_Data provided:_
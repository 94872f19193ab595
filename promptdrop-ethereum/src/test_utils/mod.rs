// Copyright (c) Zefchain Labs, Inc.
// SPDX-License-Identifier: Apache-2.0

use std::{
    collections::{BTreeMap, BTreeSet},
    sync::atomic::{AtomicUsize, Ordering},
};

use alloy::{
    primitives::{Address, B256},
    transports::TransportErrorKind,
};
use async_lock::Mutex;
use async_trait::async_trait;

use crate::{
    client::{MintReceipt, NftMinter, NftQueries},
    common::EthereumServiceError,
};

/// The chain id of Sepolia, used by default in tests.
pub const SEPOLIA_CHAIN_ID: u64 = 11_155_111;

/// Returns a deterministic test address.
pub fn test_address(index: u8) -> Address {
    Address::repeat_byte(index)
}

#[derive(Default)]
struct MemoryState {
    tokens: BTreeMap<u64, (Address, String)>,
    next_token_id: u64,
    block_number: u64,
}

/// An in-memory PromptNFT contract.
///
/// Token ids are assigned from 1 upwards by [`NftMinter::mint`], like the deployed
/// contract, but tokens can also be inserted with arbitrary ids to leave gaps. Reads of
/// selected tokens can be made to fail with a transport error.
pub struct MemoryNftContract {
    chain_id: u64,
    state: Mutex<MemoryState>,
    failing_reads: Mutex<BTreeSet<u64>>,
    owner_queries: AtomicUsize,
    content_queries: AtomicUsize,
}

impl Default for MemoryNftContract {
    fn default() -> Self {
        Self::new(SEPOLIA_CHAIN_ID)
    }
}

impl MemoryNftContract {
    pub fn new(chain_id: u64) -> Self {
        Self {
            chain_id,
            state: Mutex::new(MemoryState {
                next_token_id: 1,
                ..MemoryState::default()
            }),
            failing_reads: Mutex::new(BTreeSet::new()),
            owner_queries: AtomicUsize::new(0),
            content_queries: AtomicUsize::new(0),
        }
    }

    /// Stores a token with the given id, owner and descriptor.
    pub async fn insert(&self, token_id: u64, owner: Address, descriptor: impl Into<String>) {
        let mut state = self.state.lock().await;
        state.tokens.insert(token_id, (owner, descriptor.into()));
        state.next_token_id = state.next_token_id.max(token_id + 1);
    }

    /// Makes every read of `token_id` fail with a transport error.
    pub async fn fail_reads_for(&self, token_id: u64) {
        self.failing_reads.lock().await.insert(token_id);
    }

    /// The descriptor stored for `token_id`, if any.
    pub async fn descriptor(&self, token_id: u64) -> Option<String> {
        let state = self.state.lock().await;
        state.tokens.get(&token_id).map(|(_, descriptor)| descriptor.clone())
    }

    /// The number of `ownerOf` calls received so far.
    pub fn owner_queries(&self) -> usize {
        self.owner_queries.load(Ordering::SeqCst)
    }

    /// The number of content reads received so far.
    pub fn content_queries(&self) -> usize {
        self.content_queries.load(Ordering::SeqCst)
    }

    /// The number of mint transactions included so far.
    pub async fn block_number(&self) -> u64 {
        self.state.lock().await.block_number
    }

    async fn check_readable(&self, token_id: u64) -> Result<(), EthereumServiceError> {
        if self.failing_reads.lock().await.contains(&token_id) {
            return Err(TransportErrorKind::custom_str("connection reset").into());
        }
        Ok(())
    }
}

#[async_trait]
impl NftQueries for MemoryNftContract {
    type Error = EthereumServiceError;

    async fn chain_id(&self) -> Result<u64, EthereumServiceError> {
        Ok(self.chain_id)
    }

    async fn balance_of(&self, owner: Address) -> Result<u64, EthereumServiceError> {
        let state = self.state.lock().await;
        let balance = state
            .tokens
            .values()
            .filter(|(token_owner, _)| *token_owner == owner)
            .count();
        Ok(balance as u64)
    }

    async fn owner_of(&self, token_id: u64) -> Result<Address, EthereumServiceError> {
        self.owner_queries.fetch_add(1, Ordering::SeqCst);
        self.check_readable(token_id).await?;
        let state = self.state.lock().await;
        state
            .tokens
            .get(&token_id)
            .map(|(owner, _)| *owner)
            .ok_or(EthereumServiceError::NonexistentToken(token_id))
    }

    async fn content_of(&self, token_id: u64) -> Result<String, EthereumServiceError> {
        self.content_queries.fetch_add(1, Ordering::SeqCst);
        self.check_readable(token_id).await?;
        self.descriptor(token_id)
            .await
            .ok_or(EthereumServiceError::NonexistentToken(token_id))
    }
}

#[async_trait]
impl NftMinter for MemoryNftContract {
    type Error = EthereumServiceError;

    async fn mint(&self, to: Address, descriptor: &str) -> Result<MintReceipt, EthereumServiceError> {
        let mut state = self.state.lock().await;
        let token_id = state.next_token_id;
        state.next_token_id += 1;
        state.block_number += 1;
        state.tokens.insert(token_id, (to, descriptor.to_string()));
        Ok(MintReceipt {
            transaction_hash: B256::left_padding_from(&state.block_number.to_be_bytes()),
            block_number: Some(state.block_number),
            token_id: Some(token_id),
        })
    }
}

_What you have to do:_
Write out the listing exactly from its first line to the line containing "fn default() ->". Both of those lines belong in the answer.

_Response area:_
repository 94872f19193ab595
filename promptdrop-ethereum/src/test_utils/mod.rs
// Copyright (c) Zefchain Labs, Inc.
// SPDX-License-Identifier: Apache-2.0

use std::{
    collections::{BTreeMap, BTreeSet},
    sync::atomic::{AtomicUsize, Ordering},
};

use alloy::{
    primitives::{Address, B256},
    transports::TransportErrorKind,
};
use async_lock::Mutex;
use async_trait::async_trait;

use crate::{
    client::{MintReceipt, NftMinter, NftQueries},
    common::EthereumServiceError,
};

/// The chain id of Sepolia, used by default in tests.
pub const SEPOLIA_CHAIN_ID: u64 = 11_155_111;

/// Returns a deterministic test address.
pub fn test_address(index: u8) -> Address {
    Address::repeat_byte(index)
}

#[derive(Default)]
struct MemoryState {
    tokens: BTreeMap<u64, (Address, String)>,
    next_token_id: u64,
    block_number: u64,
}

/// An in-memory PromptNFT contract.
///
/// Token ids are assigned from 1 upwards by [`NftMinter::mint`], like the deployed
/// contract, but tokens can also be inserted with arbitrary ids to leave gaps. Reads of
/// selected tokens can be made to fail with a transport error.
pub struct MemoryNftContract {
    chain_id: u64,
    state: Mutex<MemoryState>,
    failing_reads: Mutex<BTreeSet<u64>>,
    owner_queries: AtomicUsize,
    content_queries: AtomicUsize,
}

impl Default for MemoryNftContract {
    fn default() -> Self {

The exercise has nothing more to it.